SIMON: Gillette and Johnston. Very nice bells they sound as well. When I was a student in Aberdeen, I would hear them playing mournful tunes on on a Sunday morning and rather wishing that they had change ringing bells in Aberdeen, which at the time they didn’t.
[00:10:31] Historical reputation of bell ringers in Scotland
CATHY: So despite Aberdeen losing its bells in the fire, the number of bells in Scotland increased from three in 1860 to nine in 1882. What sort of reputation did ringers have in Scotland during that period?
SIMON: I think they were tolerated, but really there wasn’t a great deal of enthusiasm for ringing, and that was probably based on the religious expectations that there wouldn’t be any change ringing bells. When Dundee had their bells installed in what is called the Old Steeple. The Old Steeple is actually still a council building, and up to five churches have been meeting in there at any one time. That was another public subscription started up by the editor of the local newspaper Dundee Courier, and at the same time St Paul’s in Dundee, St Paul’s Cathedral just along the road, which is only about a quarter of a mile away arranged to have a rival set of bells put in. And again, it was done by subscription. They bought them by piecemeal, buy one at a time and install them, and then increased gradually to eight. But the two towers were very close together. So when we had visiting ringers coming up from England, wanting to ring the bells and they would very often want to ring the two towers and the one day because they’d come so far and there was a great deal of objection to it and lots of letters written to the papers saying that it’s disgraceful that these people are coming here and making such a noise. So generally I think and this has persisted until at least the 1980s, there has been resistance to the bells being rung in Scotland and visiting ringers from England have not really understood that. And you can find it in the annals of the Ringing World that there in quite a lot of occasions when people from Scotland have been writing saying “English people just don’t understand what they’re doing when they come,”They’re setting ringing back by making so much noise”.
CATHY: And I saw one quote that likened them to football hooligans.
SIMON: That’s right. Yes, very much.
CATHY: Leaving it very difficult for the local ringers afterwards.
SIMON: Yes indeed, yep.
CATHY: What changed that? Or has it changed?

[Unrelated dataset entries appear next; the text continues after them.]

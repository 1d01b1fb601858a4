use std::str::FromStr as _;

use iso_currency::Currency;
use regex::Regex;

use crate::{
    data::models::{paid_at_model::PaidAtModel, payment_amount_model::PaymentAmountModel},
    entities::{ParsedPayment, DEFAULT_CURRENCIES},
};

/// Date followed by a 12-hour clock time, e.g. `11-Dec-2025 03:46PM`.
const DATE_TIME: &str = r"(\d{2}-[A-Za-z]{3}-\d{4})\s+(\d{1,2}:\d{2}[AP]M)";

/// Extracts payment records from free-form notification text such as:
///
/// ```text
/// Received 801,000 KHR from ..., ABA Bank by KHQR,on 11-Dec-2025 03:03PM, ...
/// ```
///
/// Stateless after construction and safe to share between threads. A message
/// is accepted only if both the amount and the timestamp are found; anything
/// else is a silent rejection (`None`). There is deliberately no fallback to
/// the current time when the timestamp is missing.
#[derive(Debug, Clone)]
pub struct PaymentTextParser {
    amount_pattern: Option<Regex>,
    /// Tried in order; the first pattern that matches decides the outcome.
    date_patterns: [Regex; 2],
}

impl PaymentTextParser {
    /// Parser accepting exactly the given currencies.
    pub fn new(currencies: &[Currency]) -> Self {
        let amount_pattern = if currencies.is_empty() {
            None
        } else {
            let codes = currencies
                .iter()
                .map(|c| regex::escape(c.code()))
                .collect::<Vec<_>>()
                .join("|");
            Some(
                Regex::new(&format!(r"Received\s+(\d[\d,]*(?:\.\d+)?)\s+({})\b", codes))
                    .expect("generated amount regex should be valid"),
            )
        };
        Self {
            amount_pattern,
            date_patterns: [
                Regex::new(&format!(r"\bon\s+{}", DATE_TIME))
                    .expect("hardcoded regex should be valid"),
                Regex::new(&format!(r",\s*{}", DATE_TIME))
                    .expect("hardcoded regex should be valid"),
            ],
        }
    }

    pub fn parse(&self, text: &str) -> Option<ParsedPayment> {
        let amount_caps = self.amount_pattern.as_ref()?.captures(text)?;
        let amount: f64 = PaymentAmountModel::from_str(&amount_caps[1]).ok()?.into();
        let currency = Currency::from_code(&amount_caps[2])?;

        let date_caps = self
            .date_patterns
            .iter()
            .find_map(|pattern| pattern.captures(text))?;
        let paid_at = PaidAtModel::from_notification(&date_caps[1], &date_caps[2])?;

        Some(ParsedPayment {
            amount,
            currency,
            paid_at: paid_at.into(),
        })
    }
}

impl Default for PaymentTextParser {
    fn default() -> Self {
        Self::new(&DEFAULT_CURRENCIES)
    }
}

SIMON: Yes, it has changed I think. What changed it? I don’t really know what changed it. I think there’s just a general change in society that religion has become less important to people than it was even 40, 50 years ago and doing something in a church building that people who were worshipping there disapproved of has become less and less important.
[00:12:48] The bells of Alloa and Arthur Hallen
CATHY: Now, I was particularly interested in the story of the bells of Alloa and Arthur Hallen, his rules and his appearance in court. Quite a long story, but it’s quite a good one.I think.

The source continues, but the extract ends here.